With no advertising and no extra subscription fees, what are BSkyB and Disney getting out of the new channel?

I learnt a new phrase last week: “full line forcing”. I heard it from Mark Beilby, media analyst at Deutsche Morgan Grenfell, who got it in turn from the diamond trade.

There, it apparently means extracting every last ounce of value from your stocks by selling the dross alongside the gems – using the desirable goods as leverage to persuade buyers to take the less desirable as well.

In the world of the media this is precisely what Disney is doing with the launch last Sunday of the Disney Channel. For every Snow White or Lion King in the Disney catalogue, according to Beilby, there are plenty of routine or even second-rate shows. Broadcasters around the world might think twice about buying them. Starting a channel, 60 per cent of whose airtime is devoted to the company’s own product, is a way of ensuring that even Disney’s duds make money.

It is this kind of thinking that lies behind the continuing spate of media mega-mergers.

Giant companies such as Disney (which, following its merger with US television network ABC, was briefly the biggest media organisation in the world, though it has since been overtaken by the merger of Time-Warner with Ted Turner’s empire) are chasing vertical integration and getting into the business of broadcasting as well as making programmes because they believe it gives them greater strength when it comes to exploiting their assets – especially their back catalogue.

Personally, I’m not convinced. It seems to me that, if you have a brand name as strong as Disney, other broadcasters will quite happily buy even your second-rate product and you can always threaten to sell The Lion King to their rivals if they don’t.

What’s more, Disney’s new channel risks competing with other Disney businesses in the UK – if not with cinema exhibition of the latest animated feature then with its exploitation on home video, with sales of the CD or with broadcasts on GMTV (in which Disney has a shareholding).
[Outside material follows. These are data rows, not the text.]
impl AStar {
    /// Creates an engine over `grid`. Call [`AStar::prepare`] before stepping.
    pub fn new(grid: Grid) -> Self {
        AStar {
            grid,
            state: SearchState::Unprepared,
            open_set: Vec::new(),
            in_open: FxHashSet::default(),
            g_score: Vec::new(),
            f_score: Vec::new(),
            expanded: Vec::new(),
            current: None,
            path: None,
            best_try: None,
            calculating: false,
            steps: 0,
        }
    }

    /// Binds start and goal by dimensional indices and resets the run.
    ///
    /// On error the engine is left exactly as it was.
    pub fn prepare(&mut self, start: &[usize], goal: &[usize]) -> Result<()> {
        self.grid.setup(start, goal)?;
        self.reset()
    }

    /// Like [`AStar::prepare`], with flat node indices.
    pub fn prepare_flat(&mut self, start: usize, goal: usize) -> Result<()> {
        self.grid.setup_flat(start, goal)?;
        self.reset()
    }

    fn reset(&mut self) -> Result<()> {
        let start = self.grid.start().ok_or(Error::NotPrepared)?;
        let start_h = self.grid.heuristic(start)?;

        self.grid.clear_parents();
        let (g_score, f_score) = (&mut self.g_score, &mut self.f_score);
        g_score.clear();
        f_score.clear();
        self.grid.for_all_nodes(|_, _| {
            g_score.push(f64::INFINITY);
            f_score.push(f64::INFINITY);
        });
        self.g_score[start.index()] = 0.0;
        self.f_score[start.index()] = start_h;

        self.open_set.clear();
        self.in_open.clear();
        self.open_set.push(start);
        self.in_open.insert(start);
        self.expanded.clear();
        self.current = None;
        self.path = None;
        self.best_try = None;
        self.calculating = false;
        self.steps = 0;
        self.state = SearchState::Ready;

        tracing::debug!(
            start = %start,
            goal = ?self.grid.goal(),
            heuristic = start_h,
            "prepared search"
        );
        Ok(())
    }

    fn lowest_f_score(&self) -> Option<NodeId> {
        let mut lowest: Option<NodeId> = None;
        for &id in &self.open_set {
            match lowest {
                Some(min) if self.f_score[id.index()] >= self.f_score[min.index()] => {}
                _ => lowest = Some(id),
            }
        }
        lowest
    }

    fn expand(&mut self, current: NodeId) -> Result<()> {
        if let Some(pos) = self.open_set.iter().position(|&id| id == current) {
            self.open_set.remove(pos);
        }
        self.in_open.remove(&current);
        self.expanded.push(current);

        let current_g = self.g_score[current.index()];
        let slots = self.grid[current].neighbors().len();
        for slot in 0..slots {
            let Some(neighbor) = self.grid[current].neighbors()[slot] else {
                continue;
            };
            if !self.grid[neighbor].is_passable() {
                continue;
            }
            let tentative = current_g + self.grid.distance(current, neighbor)?;
            if tentative < self.g_score[neighbor.index()] {
                self.grid.set_parent(neighbor, current);
                self.g_score[neighbor.index()] = tentative;
                self.f_score[neighbor.index()] = tentative + self.grid.heuristic(neighbor)?;
                if self.in_open.insert(neighbor) {
                    self.open_set.push(neighbor);
                }
            }
        }
        tracing::trace!(
            node = %current,
            g = current_g,
            open = self.open_set.len(),
            "expanded node"
        );
        Ok(())
    }

    fn solve(&mut self, goal: NodeId) -> Result<()> {
        let path = self.grid.path_to(goal)?;
        tracing::debug!(
            steps = self.steps,
            hops = path.len() - 1,
            cost = self.g_score[goal.index()],
            "goal reached"
        );
        self.best_try = Some(path.clone());
        self.path = Some(path);
        self.state = SearchState::Solved;
        self.calculating = false;
        Ok(())
    }

    /// Settles for the reached node closest to the goal. Ties go to the
    /// lower f-score, then to whichever was expanded first.
    fn exhaust(&mut self) -> Result<()> {
        let mut best: Option<(NodeId, f64)> = None;
        for &id in &self.expanded {
            let h = self.grid.heuristic(id)?;
            let better = match best {
                None => true,
                Some((min, min_h)) => {
                    h < min_h || (h == min_h && self.f_score[id.index()] < self.f_score[min.index()])
                }
            };
            if better {
                best = Some((id, h));
            }
        }
        let closest = match best {
            Some((id, _)) => id,
            None => self.grid.start().ok_or(Error::NotPrepared)?,
        };

        tracing::debug!(
            steps = self.steps,
            expanded = self.expanded.len(),
            closest = %closest,
            "open set exhausted; goal unreachable"
        );
        self.best_try = Some(self.grid.path_to(closest)?);
        self.path = None;
        self.state = SearchState::Exhausted;
        self.calculating = false;
        Ok(())
    }

    pub fn state(&self) -> SearchState {
        self.state
    }

    pub fn is_tested(&self) -> bool {
        matches!(self.state, SearchState::Solved | SearchState::Exhausted)
    }

    pub fn is_solvable(&self) -> bool {
        self.state == SearchState::Solved
    }

    /// True while a run is in progress.
    pub fn is_calculating(&self) -> bool {
        self.calculating
    }

    /// Optimal path, goal first. `None` until solved.
    pub fn path(&self) -> Option<&[NodeId]> {
        self.path.as_deref()
    }

    /// Path to the goal, or to the closest reachable node when the goal
    /// is walled off. `None` until tested.
    pub fn best_try(&self) -> Option<&[NodeId]> {
        self.best_try.as_deref()
    }

    /// Node picked by the most recent step.
    pub fn current(&self) -> Option<NodeId> {
        self.current
    }

    /// Frontier nodes in insertion order.
    pub fn open_set(&self) -> &[NodeId] {
        &self.open_set
    }

    pub fn g_score(&self, id: NodeId) -> Option<f64> {
        self.g_score.get(id.index()).copied()
    }

    pub fn f_score(&self, id: NodeId) -> Option<f64> {
        self.f_score.get(id.index()).copied()
    }

    /// Calls to `calculate_step` that did work since the last `prepare`.
    pub fn steps(&self) -> usize {
        self.steps
    }

    /// Number of expansions since the last `prepare`.
    pub fn expanded(&self) -> usize {
        self.expanded.len()
    }

    pub fn map(&self) -> &[Node] {
        self.grid.nodes()
    }

    pub fn grid(&self) -> &Grid {
        &self.grid
    }

    /// Mutable access for editing obstacles between runs. Discards the
    /// current run; `prepare` must be called again before stepping.
    pub fn grid_mut(&mut self) -> &mut Grid {
        self.state = SearchState::Unprepared;
        self.calculating = false;
        self.current = None;
        self.path = None;
        self.best_try = None;
        &mut self.grid
    }

    pub fn into_grid(self) -> Grid {
        self.grid
    }
}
Of course, humble pundits should not try to second-guess the thinking of Hollywood colossi such as Michael Eisner, the boss of Disney, who earns roughly two thousand times as much each year as me. But, whatever Disney’s strategy in launching its own channel, what effect will it have on the wider UK media scene?

There are two important points. The first is that the Disney Channel will not carry advertising. Any audience it attracts – not only the kids but also their mums and dads, attracted by the likes of Elton John concerts and Disney’s grown-up movies, shown in the evenings – will be an audience lost to advertisers. That’s further bad news for the ITV companies and for those cable and satellite channels which carry ads, and further fuel to the fire of the doom-mongers in the world of advertising and marketing who believe conventional television is quietly expiring under the onslaught of the new media.

The second point is that BSkyB will offer the channel (at no extra cost) only to existing subscribers paying for its two movie channels, who are typically young families with children and thus just the market Disney is after.

The new channel will, according to the industry jargon, be a “bonus premium” service. The advantage of this from Disney’s point of view is that it secures immediate access to 2.7 million homes – whereas if it tried to launch as a stand-alone premium subscription service it might take several years to reach that level of penetration.

But where lies the advantage for Sky, which is reported to be paying Disney 80 pence per subscriber per month but getting no additional revenue? The answer may lie in the forthcoming launch of digital satellite services and pay-per-view.

BSkyB is extremely worried about the impact on its existing analogue business – which is very profitable indeed – of a whole raft of new digital channels. Encouraging folk to go out and buy an expensive new decoder and to sign up for exciting new digital services is all very well – provided they don’t stop paying for their existing subscriptions in order to afford it.

Throwing in the Disney Channel for free provides an added incentive for analogue film subscribers to stick with it, even when they are also being offered some of the same films, perhaps, on a digital pay-per-view or near video-on-demand basis.

Actually, of course, the Disney Channel will not be a free extra for very long. The cost of subscribing to BSkyB’s movie channels is scheduled to increase from 19.99 to 21.99. In addition, the cost of subscribing to Sky’s basic package will be hiked to coincide with the launch on November 1 of a further six channels, including the Playboy Channel, a sci-fi channel and a “gold” sports service.

But Disney, with its world-famous name, remains an important weapon in BSkyB’s battle to launch an entirely new digital television era without cannibalising the revenues of its existing business.